Click image to view movie (MP4, 33.2 MB). Credit: NASA GSFC
[14-Nov-17] NASA satellites can see our living Earth breathe.

In the Northern Hemisphere, ecosystems wake up in the spring, taking in carbon dioxide and exhaling oxygen as they sprout leaves - and a fleet of Earth-observing satellites tracks the spread of the newly green vegetation.

Meanwhile, in the oceans, microscopic plants drift through the sunlit surface waters and bloom into billions of carbon dioxide-absorbing organisms - and light-detecting instruments on satellites map the swirls of their color.

This fall marks 20 years since NASA began continuously observing, not just the physical properties of our planet, but the one thing that makes Earth unique among the thousands of other worlds we have discovered: Life.

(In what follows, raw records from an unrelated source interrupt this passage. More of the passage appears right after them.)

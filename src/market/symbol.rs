//! Canonical `BASE/QUOTE` symbols and translation to exchange-native forms.
//!
//! Every exchange spells the same instrument differently: Binance and Bybit
//! concatenate (`BTCUSDT`), OKX hyphenates and tags perpetuals with a
//! `-SWAP` suffix (`BTC-USDT-SWAP`). The mapper owns those rules plus a
//! small table of historical renames (the Terra fork left `LUNA` meaning
//! different things on different venues).

use std::collections::BTreeMap;
use std::fmt;
use std::str::FromStr;

use serde::{Deserialize, Serialize};

use crate::error::ExchangeError;

/// Supported venues.
#[derive(Debug, Clone, Copy, PartialEq, Eq, Hash, PartialOrd, Ord, Serialize, Deserialize)]
#[serde(rename_all = "lowercase")]
pub enum Exchange {
    Binance,
    Bybit,
    Okx,
}

impl Exchange {
    pub const ALL: [Exchange; 3] = [Exchange::Binance, Exchange::Bybit, Exchange::Okx];

    pub fn as_str(self) -> &'static str {
        match self {
            Exchange::Binance => "binance",
            Exchange::Bybit => "bybit",
            Exchange::Okx => "okx",
        }
    }
}

impl fmt::Display for Exchange {
    fn fmt(&self, f: &mut fmt::Formatter<'_>) -> fmt::Result {
        f.write_str(self.as_str())
    }
}

impl FromStr for Exchange {
    type Err = ExchangeError;

    fn from_str(s: &str) -> Result<Self, Self::Err> {
        Exchange::ALL
            .into_iter()
            .find(|e| e.as_str().eq_ignore_ascii_case(s))
            .ok_or_else(|| ExchangeError::UnknownExchange(s.to_string()))
    }
}

/// Canonical `BASE/QUOTE` symbol.
#[derive(Debug, Clone, PartialEq, Eq, Hash, PartialOrd, Ord, Serialize, Deserialize)]
#[serde(try_from = "String", into = "String")]
pub struct Symbol {
    pub base: String,
    pub quote: String,
}

impl Symbol {
    pub fn new(base: &str, quote: &str) -> Self {
        Self {
            base: base.to_uppercase(),
            quote: quote.to_uppercase(),
        }
    }

    pub fn parse(s: &str) -> Result<Self, ExchangeError> {
        match s.split_once('/') {
            Some((base, quote)) if !base.is_empty() && !quote.is_empty() => {
                Ok(Self::new(base, quote))
            }
            _ => Err(ExchangeError::AmbiguousSymbol(s.to_string())),
        }
    }
}

impl fmt::Display for Symbol {
    fn fmt(&self, f: &mut fmt::Formatter<'_>) -> fmt::Result {
        write!(f, "{}/{}", self.base, self.quote)
    }
}

impl TryFrom<String> for Symbol {
    type Error = ExchangeError;

    fn try_from(s: String) -> Result<Self, Self::Error> {
        Symbol::parse(&s)
    }
}

impl From<Symbol> for String {
    fn from(s: Symbol) -> Self {
        s.to_string()
    }
}

/// Quote assets recognised when splitting delimiter-free native symbols.
/// Longest suffix wins, so USDT is tried before USD.
const KNOWN_QUOTES: &[&str] = &["USDT", "USDC", "BUSD", "BTC", "ETH", "USD"];

/// `(exchange, canonical_base, native_base)` overrides for historical forks.
const FORK_RENAMES: &[(Exchange, &str, &str)] = &[
    // Post-Terra: Bybit listed the relaunched chain as LUNA2; the canonical
    // LUNA refers to the new chain, LUNC to classic.
    (Exchange::Bybit, "LUNA", "LUNA2"),
];

/// Stateless bi-directional symbol translation.
#[derive(Debug, Clone, Copy, Default)]
pub struct SymbolMapper;

impl SymbolMapper {
    pub fn new() -> Self {
        Self
    }

    fn native_base(symbol: &Symbol, exchange: Exchange) -> String {
        FORK_RENAMES
            .iter()
            .find(|(ex, canonical, _)| *ex == exchange && *canonical == symbol.base)
            .map_or_else(|| symbol.base.clone(), |(_, _, native)| (*native).to_string())
    }

    fn canonical_base(native: &str, exchange: Exchange) -> String {
        FORK_RENAMES
            .iter()
            .find(|(ex, _, nat)| *ex == exchange && *nat == native)
            .map_or_else(|| native.to_string(), |(_, canonical, _)| (*canonical).to_string())
    }

    /// Canonical → exchange-native (perpetual contract form).
    pub fn to_exchange(&self, symbol: &Symbol, exchange: Exchange) -> String {
        let base = Self::native_base(symbol, exchange);
        match exchange {
            Exchange::Binance | Exchange::Bybit => format!("{base}{}", symbol.quote),
            Exchange::Okx => format!("{base}-{}-SWAP", symbol.quote),
        }
    }

    /// Exchange-native → canonical. Delimiter-free forms are split by the
    /// longest known quote suffix.
    pub fn to_canonical(&self, native: &str, exchange: Exchange) -> Result<Symbol, ExchangeError> {
        let native = native.to_uppercase();
        match exchange {
            Exchange::Okx => {
                let mut parts = native.split('-');
                match (parts.next(), parts.next()) {
                    (Some(base), Some(quote)) if !base.is_empty() && !quote.is_empty() => {
                        Ok(Symbol::new(&Self::canonical_base(base, exchange), quote))
                    }
                    _ => Err(ExchangeError::AmbiguousSymbol(native.clone())),
                }
            }
            Exchange::Binance | Exchange::Bybit => {
                let quote = KNOWN_QUOTES
                    .iter()
                    .find(|q| native.ends_with(**q) && native.len() > q.len())
                    .ok_or_else(|| ExchangeError::AmbiguousSymbol(native.clone()))?;
                let base = &native[..native.len() - quote.len()];
                Ok(Symbol::new(&Self::canonical_base(base, exchange), quote))
            }
        }
    }

    /// Native spelling on every known exchange, in deterministic order.
    pub fn all_formats(&self, symbol: &Symbol) -> BTreeMap<Exchange, String> {
        Exchange::ALL
            .into_iter()
            .map(|ex| (ex, self.to_exchange(symbol, ex)))
            .collect()
    }
}

#[cfg(test)]
mod tests {
    use super::*;

    #[test]
    fn canonical_parse_and_display() {
        let s = Symbol::parse("btc/usdt").unwrap();
        assert_eq!(s.base, "BTC");
        assert_eq!(s.quote, "USDT");
        assert_eq!(s.to_string(), "BTC/USDT");
    }

    #[test]
    fn parse_rejects_missing_delimiter() {
        assert!(Symbol::parse("BTCUSDT").is_err());
        assert!(Symbol::parse("/USDT").is_err());
        assert!(Symbol::parse("BTC/").is_err());
    }

    #[test]
    fn to_exchange_per_venue() {
        let mapper = SymbolMapper::new();
        let s = Symbol::parse("BTC/USDT").unwrap();
        assert_eq!(mapper.to_exchange(&s, Exchange::Binance), "BTCUSDT");
        assert_eq!(mapper.to_exchange(&s, Exchange::Bybit), "BTCUSDT");
        assert_eq!(mapper.to_exchange(&s, Exchange::Okx), "BTC-USDT-SWAP");
    }

    #[test]
    fn round_trip_every_exchange() {
        let mapper = SymbolMapper::new();
        for sym in ["BTC/USDT", "ETH/USDC", "SOL/USDT", "LUNA/USDT"] {
            let s = Symbol::parse(sym).unwrap();
            for ex in Exchange::ALL {
                let native = mapper.to_exchange(&s, ex);
                let back = mapper.to_canonical(&native, ex).unwrap();
                assert_eq!(back, s, "round trip failed for {sym} on {ex}");
            }
        }
    }

    #[test]
    fn longest_quote_suffix_wins() {
        let mapper = SymbolMapper::new();
        // BTCUSD must not be parsed as BTCUS/D or similar; ETHBUSD must pick
        // BUSD over USD.
        let s = mapper.to_canonical("BTCUSD", Exchange::Binance).unwrap();
        assert_eq!(s, Symbol::new("BTC", "USD"));
        let s = mapper.to_canonical("ETHBUSD", Exchange::Binance).unwrap();
        assert_eq!(s, Symbol::new("ETH", "BUSD"));
    }

    #[test]
    fn ambiguous_native_rejected() {
        let mapper = SymbolMapper::new();
        assert!(matches!(
            mapper.to_canonical("BTCXYZ", Exchange::Binance),
            Err(ExchangeError::AmbiguousSymbol(_))
        ));
        // A bare quote with no base is ambiguous, not BASE="".
        assert!(mapper.to_canonical("USDT", Exchange::Binance).is_err());
    }

    #[test]
    fn fork_rename_applied_on_bybit_only() {
        let mapper = SymbolMapper::new();
        let luna = Symbol::parse("LUNA/USDT").unwrap();
        assert_eq!(mapper.to_exchange(&luna, Exchange::Bybit), "LUNA2USDT");
        assert_eq!(mapper.to_exchange(&luna, Exchange::Binance), "LUNAUSDT");
        let back = mapper.to_canonical("LUNA2USDT", Exchange::Bybit).unwrap();
        assert_eq!(back, luna);
    }

    #[test]
    fn all_formats_lists_every_exchange() {
        let mapper = SymbolMapper::new();
        let s = Symbol::parse("ETH/USDT").unwrap();
        let formats = mapper.all_formats(&s);
        assert_eq!(formats.len(), Exchange::ALL.len());
        assert_eq!(formats[&Exchange::Okx], "ETH-USDT-SWAP");
    }

    #[test]
    fn exchange_from_str() {
        assert_eq!("Binance".parse::<Exchange>().unwrap(), Exchange::Binance);
        assert!(matches!(
            "kraken".parse::<Exchange>(),
            Err(ExchangeError::UnknownExchange(_))
        ));
    }
}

Satellites measured land and ocean life from space as early as the 1970s. But it was not until the launch of the Sea-viewing Wide Field-of-view Sensor (SeaWiFS) in 1997 that the space agency began what is now a continuous, global view of both land and ocean life. This new animation captures the entirety of this 20-year record, made possible by multiple satellites, compressing a decades-long view of life on Earth into a captivating few minutes.